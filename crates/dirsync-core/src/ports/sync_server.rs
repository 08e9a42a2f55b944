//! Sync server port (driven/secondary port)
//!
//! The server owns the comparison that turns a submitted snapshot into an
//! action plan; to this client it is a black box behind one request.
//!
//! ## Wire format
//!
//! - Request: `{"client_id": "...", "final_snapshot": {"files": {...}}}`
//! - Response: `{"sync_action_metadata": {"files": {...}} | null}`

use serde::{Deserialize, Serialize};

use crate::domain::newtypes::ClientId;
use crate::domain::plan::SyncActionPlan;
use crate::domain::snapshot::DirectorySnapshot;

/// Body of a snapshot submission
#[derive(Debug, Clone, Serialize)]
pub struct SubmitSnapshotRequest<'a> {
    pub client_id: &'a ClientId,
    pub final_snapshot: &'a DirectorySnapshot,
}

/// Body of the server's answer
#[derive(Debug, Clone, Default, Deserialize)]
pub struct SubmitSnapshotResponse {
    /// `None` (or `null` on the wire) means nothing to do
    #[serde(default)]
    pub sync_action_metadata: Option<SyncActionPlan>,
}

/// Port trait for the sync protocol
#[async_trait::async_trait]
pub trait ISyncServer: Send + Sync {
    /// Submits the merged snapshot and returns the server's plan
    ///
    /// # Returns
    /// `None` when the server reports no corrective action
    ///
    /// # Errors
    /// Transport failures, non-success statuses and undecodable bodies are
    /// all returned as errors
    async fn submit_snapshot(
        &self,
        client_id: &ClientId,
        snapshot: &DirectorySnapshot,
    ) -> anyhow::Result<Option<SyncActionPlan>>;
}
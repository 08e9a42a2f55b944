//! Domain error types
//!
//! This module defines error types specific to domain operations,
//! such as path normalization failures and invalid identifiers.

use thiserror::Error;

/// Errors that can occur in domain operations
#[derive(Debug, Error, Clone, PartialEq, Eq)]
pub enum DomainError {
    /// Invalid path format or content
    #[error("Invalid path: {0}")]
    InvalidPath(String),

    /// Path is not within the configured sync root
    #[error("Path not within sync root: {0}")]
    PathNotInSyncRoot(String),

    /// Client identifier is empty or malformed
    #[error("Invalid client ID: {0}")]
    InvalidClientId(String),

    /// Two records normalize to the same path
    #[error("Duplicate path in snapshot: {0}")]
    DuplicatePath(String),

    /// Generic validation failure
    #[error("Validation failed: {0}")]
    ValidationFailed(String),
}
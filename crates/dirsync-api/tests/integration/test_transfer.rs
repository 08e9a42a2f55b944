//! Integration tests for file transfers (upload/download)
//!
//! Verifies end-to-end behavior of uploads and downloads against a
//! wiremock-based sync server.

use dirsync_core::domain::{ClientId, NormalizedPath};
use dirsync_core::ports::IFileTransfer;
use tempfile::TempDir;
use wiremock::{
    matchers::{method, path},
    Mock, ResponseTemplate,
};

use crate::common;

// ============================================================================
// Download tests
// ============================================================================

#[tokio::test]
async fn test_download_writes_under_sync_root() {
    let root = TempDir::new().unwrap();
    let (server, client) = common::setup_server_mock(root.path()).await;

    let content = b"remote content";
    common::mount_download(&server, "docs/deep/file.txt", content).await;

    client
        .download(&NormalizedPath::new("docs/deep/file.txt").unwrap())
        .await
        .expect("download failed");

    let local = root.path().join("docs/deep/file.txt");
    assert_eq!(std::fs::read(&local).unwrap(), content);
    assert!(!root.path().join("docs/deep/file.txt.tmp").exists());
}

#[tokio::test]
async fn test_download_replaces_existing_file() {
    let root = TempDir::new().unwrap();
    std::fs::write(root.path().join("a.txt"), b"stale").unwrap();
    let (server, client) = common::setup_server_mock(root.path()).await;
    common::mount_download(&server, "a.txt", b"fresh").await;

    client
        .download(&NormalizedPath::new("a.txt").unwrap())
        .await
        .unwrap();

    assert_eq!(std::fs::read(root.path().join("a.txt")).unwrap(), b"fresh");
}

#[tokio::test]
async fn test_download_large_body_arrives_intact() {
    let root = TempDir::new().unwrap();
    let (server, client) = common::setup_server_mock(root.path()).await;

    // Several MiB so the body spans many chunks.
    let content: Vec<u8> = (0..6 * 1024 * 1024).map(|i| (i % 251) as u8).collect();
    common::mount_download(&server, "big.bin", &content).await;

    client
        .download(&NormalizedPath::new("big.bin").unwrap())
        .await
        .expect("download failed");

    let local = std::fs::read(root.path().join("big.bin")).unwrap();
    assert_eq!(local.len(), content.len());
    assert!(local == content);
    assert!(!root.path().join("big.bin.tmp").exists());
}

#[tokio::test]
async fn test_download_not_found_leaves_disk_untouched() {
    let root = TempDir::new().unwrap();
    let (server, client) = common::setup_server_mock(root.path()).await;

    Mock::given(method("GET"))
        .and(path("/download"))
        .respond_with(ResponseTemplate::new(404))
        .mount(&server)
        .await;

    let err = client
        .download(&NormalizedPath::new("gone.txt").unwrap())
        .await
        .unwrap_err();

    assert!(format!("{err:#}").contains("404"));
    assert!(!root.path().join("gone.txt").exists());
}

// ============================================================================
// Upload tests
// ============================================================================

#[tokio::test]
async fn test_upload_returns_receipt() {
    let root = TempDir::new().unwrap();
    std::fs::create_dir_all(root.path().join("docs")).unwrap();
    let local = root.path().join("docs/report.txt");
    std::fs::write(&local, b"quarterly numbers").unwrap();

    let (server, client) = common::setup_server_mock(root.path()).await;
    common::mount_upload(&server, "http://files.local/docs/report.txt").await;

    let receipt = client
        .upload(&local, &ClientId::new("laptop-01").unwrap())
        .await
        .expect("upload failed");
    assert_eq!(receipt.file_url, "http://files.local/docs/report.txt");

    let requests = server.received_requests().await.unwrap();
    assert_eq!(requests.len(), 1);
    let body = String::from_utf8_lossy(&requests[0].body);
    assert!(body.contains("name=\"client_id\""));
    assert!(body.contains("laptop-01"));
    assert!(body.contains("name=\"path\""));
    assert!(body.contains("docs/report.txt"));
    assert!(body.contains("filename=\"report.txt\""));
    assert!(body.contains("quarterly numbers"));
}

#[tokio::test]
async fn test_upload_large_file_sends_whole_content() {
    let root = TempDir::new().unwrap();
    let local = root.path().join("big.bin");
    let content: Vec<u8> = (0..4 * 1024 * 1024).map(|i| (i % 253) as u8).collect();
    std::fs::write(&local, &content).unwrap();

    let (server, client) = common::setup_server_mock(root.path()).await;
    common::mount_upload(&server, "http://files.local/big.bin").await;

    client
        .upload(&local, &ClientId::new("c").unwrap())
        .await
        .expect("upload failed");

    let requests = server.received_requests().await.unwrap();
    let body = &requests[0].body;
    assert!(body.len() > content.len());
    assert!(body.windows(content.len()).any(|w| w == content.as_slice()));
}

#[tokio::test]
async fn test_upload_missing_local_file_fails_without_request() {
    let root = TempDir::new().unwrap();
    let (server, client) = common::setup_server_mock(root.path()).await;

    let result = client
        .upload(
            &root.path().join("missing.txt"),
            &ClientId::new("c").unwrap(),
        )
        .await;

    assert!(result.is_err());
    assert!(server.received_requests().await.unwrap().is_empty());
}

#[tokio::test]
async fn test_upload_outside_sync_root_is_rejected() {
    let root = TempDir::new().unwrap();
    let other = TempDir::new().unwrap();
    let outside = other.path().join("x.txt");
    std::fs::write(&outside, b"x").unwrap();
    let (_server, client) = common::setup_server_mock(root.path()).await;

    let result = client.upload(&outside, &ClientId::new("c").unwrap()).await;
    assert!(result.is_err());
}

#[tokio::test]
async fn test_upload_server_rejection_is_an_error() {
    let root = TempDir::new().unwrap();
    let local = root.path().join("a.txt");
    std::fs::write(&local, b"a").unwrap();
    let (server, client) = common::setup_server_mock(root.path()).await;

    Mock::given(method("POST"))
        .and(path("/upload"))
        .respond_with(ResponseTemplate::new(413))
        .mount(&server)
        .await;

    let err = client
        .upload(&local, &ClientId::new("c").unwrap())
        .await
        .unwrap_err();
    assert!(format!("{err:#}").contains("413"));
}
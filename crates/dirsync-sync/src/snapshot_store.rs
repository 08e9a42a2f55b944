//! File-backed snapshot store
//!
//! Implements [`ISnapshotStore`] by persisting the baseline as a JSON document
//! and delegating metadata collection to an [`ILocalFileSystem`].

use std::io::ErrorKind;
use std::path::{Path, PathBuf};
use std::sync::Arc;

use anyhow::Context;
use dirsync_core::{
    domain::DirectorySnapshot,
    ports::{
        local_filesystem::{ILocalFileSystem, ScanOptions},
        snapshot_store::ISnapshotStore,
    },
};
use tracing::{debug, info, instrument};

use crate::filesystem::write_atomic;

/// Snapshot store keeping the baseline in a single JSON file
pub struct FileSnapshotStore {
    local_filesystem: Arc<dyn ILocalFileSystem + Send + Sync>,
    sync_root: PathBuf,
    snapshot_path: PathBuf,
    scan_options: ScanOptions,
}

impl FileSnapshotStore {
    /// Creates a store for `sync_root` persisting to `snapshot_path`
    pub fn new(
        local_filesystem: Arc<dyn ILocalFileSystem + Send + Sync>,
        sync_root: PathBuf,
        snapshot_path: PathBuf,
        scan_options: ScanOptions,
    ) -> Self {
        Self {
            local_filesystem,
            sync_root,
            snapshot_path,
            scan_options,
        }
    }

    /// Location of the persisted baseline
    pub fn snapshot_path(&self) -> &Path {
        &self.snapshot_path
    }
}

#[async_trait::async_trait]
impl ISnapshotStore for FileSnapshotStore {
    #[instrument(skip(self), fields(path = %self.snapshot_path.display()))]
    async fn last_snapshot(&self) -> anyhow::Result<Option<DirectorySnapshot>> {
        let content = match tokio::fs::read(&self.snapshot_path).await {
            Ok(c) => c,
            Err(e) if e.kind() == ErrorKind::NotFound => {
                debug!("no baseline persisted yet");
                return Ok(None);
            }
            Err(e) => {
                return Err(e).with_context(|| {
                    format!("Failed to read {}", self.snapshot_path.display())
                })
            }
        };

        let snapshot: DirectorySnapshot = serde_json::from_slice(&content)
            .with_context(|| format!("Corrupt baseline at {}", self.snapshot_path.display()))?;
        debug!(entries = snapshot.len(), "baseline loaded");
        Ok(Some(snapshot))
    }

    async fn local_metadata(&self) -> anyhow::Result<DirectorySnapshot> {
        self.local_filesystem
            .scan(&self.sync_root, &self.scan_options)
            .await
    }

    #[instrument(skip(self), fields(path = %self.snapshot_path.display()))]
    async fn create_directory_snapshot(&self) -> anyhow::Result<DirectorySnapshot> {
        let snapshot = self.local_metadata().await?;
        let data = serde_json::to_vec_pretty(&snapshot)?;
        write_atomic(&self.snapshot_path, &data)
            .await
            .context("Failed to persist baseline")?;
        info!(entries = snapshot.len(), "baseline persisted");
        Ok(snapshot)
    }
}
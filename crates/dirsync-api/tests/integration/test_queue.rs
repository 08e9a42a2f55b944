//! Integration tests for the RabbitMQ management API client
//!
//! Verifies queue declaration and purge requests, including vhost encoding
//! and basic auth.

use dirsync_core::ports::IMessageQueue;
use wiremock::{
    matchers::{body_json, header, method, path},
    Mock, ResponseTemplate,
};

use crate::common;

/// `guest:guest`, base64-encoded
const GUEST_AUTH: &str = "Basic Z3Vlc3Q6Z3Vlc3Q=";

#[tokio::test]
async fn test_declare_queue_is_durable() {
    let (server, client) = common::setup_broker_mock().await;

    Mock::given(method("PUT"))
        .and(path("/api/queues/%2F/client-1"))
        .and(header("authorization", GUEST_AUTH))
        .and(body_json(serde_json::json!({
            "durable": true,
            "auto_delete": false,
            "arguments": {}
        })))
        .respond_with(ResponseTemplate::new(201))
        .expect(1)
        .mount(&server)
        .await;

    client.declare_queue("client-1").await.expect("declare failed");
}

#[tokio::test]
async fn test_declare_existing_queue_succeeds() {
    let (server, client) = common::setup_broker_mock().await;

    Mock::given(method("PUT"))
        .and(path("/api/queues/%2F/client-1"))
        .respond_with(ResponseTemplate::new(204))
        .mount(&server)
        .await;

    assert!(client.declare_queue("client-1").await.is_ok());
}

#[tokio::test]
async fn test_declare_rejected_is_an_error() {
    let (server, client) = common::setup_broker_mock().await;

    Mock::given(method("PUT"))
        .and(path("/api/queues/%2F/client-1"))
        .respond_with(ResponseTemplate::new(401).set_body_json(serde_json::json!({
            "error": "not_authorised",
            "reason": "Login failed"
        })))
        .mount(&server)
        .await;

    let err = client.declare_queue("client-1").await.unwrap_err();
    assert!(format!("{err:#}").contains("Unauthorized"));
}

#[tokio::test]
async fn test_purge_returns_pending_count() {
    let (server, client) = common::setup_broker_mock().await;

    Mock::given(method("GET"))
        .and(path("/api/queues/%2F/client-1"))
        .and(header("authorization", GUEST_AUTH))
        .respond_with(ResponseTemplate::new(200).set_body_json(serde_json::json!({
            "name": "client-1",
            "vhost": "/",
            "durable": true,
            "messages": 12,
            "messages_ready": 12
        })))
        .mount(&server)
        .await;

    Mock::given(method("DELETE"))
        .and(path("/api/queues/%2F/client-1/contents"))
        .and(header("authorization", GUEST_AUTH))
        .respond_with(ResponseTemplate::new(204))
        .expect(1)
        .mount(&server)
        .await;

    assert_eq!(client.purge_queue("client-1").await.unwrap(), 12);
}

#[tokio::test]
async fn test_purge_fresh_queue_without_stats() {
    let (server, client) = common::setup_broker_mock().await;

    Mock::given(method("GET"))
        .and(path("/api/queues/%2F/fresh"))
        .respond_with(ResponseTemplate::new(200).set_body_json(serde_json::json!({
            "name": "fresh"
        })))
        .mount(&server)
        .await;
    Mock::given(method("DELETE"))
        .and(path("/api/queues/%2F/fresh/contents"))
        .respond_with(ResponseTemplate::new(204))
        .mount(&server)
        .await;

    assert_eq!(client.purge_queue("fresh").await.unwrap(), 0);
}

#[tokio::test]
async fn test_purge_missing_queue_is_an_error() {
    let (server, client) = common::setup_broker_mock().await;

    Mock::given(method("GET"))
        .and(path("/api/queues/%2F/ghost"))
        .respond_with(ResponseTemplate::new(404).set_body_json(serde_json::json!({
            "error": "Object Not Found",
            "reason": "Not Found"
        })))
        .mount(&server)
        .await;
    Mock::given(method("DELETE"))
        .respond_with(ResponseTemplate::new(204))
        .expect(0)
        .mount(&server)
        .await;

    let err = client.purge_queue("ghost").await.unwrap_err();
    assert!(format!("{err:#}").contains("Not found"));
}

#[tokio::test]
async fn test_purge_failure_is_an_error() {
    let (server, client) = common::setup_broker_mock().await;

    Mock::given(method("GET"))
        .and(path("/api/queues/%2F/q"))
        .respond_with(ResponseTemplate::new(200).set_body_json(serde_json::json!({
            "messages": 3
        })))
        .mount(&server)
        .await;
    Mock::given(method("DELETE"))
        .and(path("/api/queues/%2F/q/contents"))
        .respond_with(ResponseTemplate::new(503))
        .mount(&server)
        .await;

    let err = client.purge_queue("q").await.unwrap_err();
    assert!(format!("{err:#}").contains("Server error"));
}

> **Try it**:
Taking the lines of the listing one by one, count those that contain "entries", and answer with the number only.

> **Task output**:
2